--- Stored data Enclosed Below ---

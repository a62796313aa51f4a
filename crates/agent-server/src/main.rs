//! Assistant HTTP Server
//!
//! Axum-based server exposing the tool-calling agent over a small REST API.

mod config;
mod handlers;
mod state;

use std::sync::Arc;

use axum::{routing::{get, post}, Router};
use tower_http::{
    cors::{Any, CorsLayer},
    trace::TraceLayer,
};
use tracing_subscriber::{layer::SubscriberExt, util::SubscriberInitExt};

use agent_core::{AgentBuilder, LlmProvider, ToolRegistry};
use agent_runtime::{GeminiProvider, OllamaProvider};
use assistant_tools::{HttpToolBackend, ASSISTANT_PROMPT};

use crate::config::{ProviderKind, ServerConfig};
use crate::handlers::{chat_handler, health_check, list_tools};
use crate::state::AppState;

fn app(state: AppState) -> Router {
    // CORS configuration
    let cors = CorsLayer::new()
        .allow_origin(Any)
        .allow_methods(Any)
        .allow_headers(Any);

    Router::new()
        .route("/health", get(health_check))
        .route("/api/tools", get(list_tools))
        .route("/api/chat", post(chat_handler))
        .layer(cors)
        .layer(TraceLayer::new_for_http())
        .with_state(state)
}

fn build_provider(config: &ServerConfig) -> anyhow::Result<Arc<dyn LlmProvider>> {
    Ok(match config.provider {
        ProviderKind::Gemini => Arc::new(GeminiProvider::from_env()?),
        ProviderKind::Ollama => Arc::new(OllamaProvider::from_env()?),
    })
}

#[tokio::main]
async fn main() -> anyhow::Result<()> {
    // Load environment
    dotenvy::dotenv().ok();

    // Initialize tracing
    tracing_subscriber::registry()
        .with(tracing_subscriber::EnvFilter::new(
            std::env::var("RUST_LOG").unwrap_or_else(|_| "info,tower_http=debug".into()),
        ))
        .with(tracing_subscriber::fmt::layer())
        .init();

    let config = ServerConfig::from_env()?;

    // Initialize LLM provider
    let provider = build_provider(&config)?;
    match provider.health_check().await {
        Ok(true) => tracing::info!(provider = provider.name(), model = %config.model, "✓ Model provider reachable"),
        Ok(false) | Err(_) => {
            tracing::warn!(provider = provider.name(), "⚠ Model provider not reachable, chats will degrade to apologies");
        }
    }

    // Initialize tools
    let backend = Arc::new(HttpToolBackend::from_env()?);
    let mut tools = ToolRegistry::new();
    assistant_tools::register_all(&mut tools, backend);

    tracing::info!("Registered {} tools:", tools.len());
    for name in tools.names() {
        tracing::info!("  • {}", name);
    }

    let mut builder = AgentBuilder::new()
        .provider(provider)
        .tools(tools)
        .system_prompt(ASSISTANT_PROMPT)
        .model(config.model.clone());
    if let Some(timeout) = config.request_timeout {
        builder = builder.request_timeout(timeout);
    }
    let state = AppState::new(builder.build()?);

    // Warm the metadata cache; chats arriving meanwhile join the same prefetch
    let agent = state.agent.clone();
    tokio::spawn(async move { agent.metadata().ensure_prefetched().await });

    // Start server
    let listener = tokio::net::TcpListener::bind(&config.bind_addr).await?;

    tracing::info!("══════════════════════════════════════════════════");
    tracing::info!("🚀 assistant server running on http://{}", config.bind_addr);
    tracing::info!("══════════════════════════════════════════════════");
    tracing::info!("Endpoints:");
    tracing::info!("  GET  /health     - Health check");
    tracing::info!("  GET  /api/tools  - List tool schemas");
    tracing::info!("  POST /api/chat   - Send message");

    axum::serve(listener, app(state)).await?;

    Ok(())
}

--- End of Enclosed Stored data ---

▸ Brief:
Could you work out how many lines above contain the string "reachable"? Only the number should be given.

▸ Answer space:
2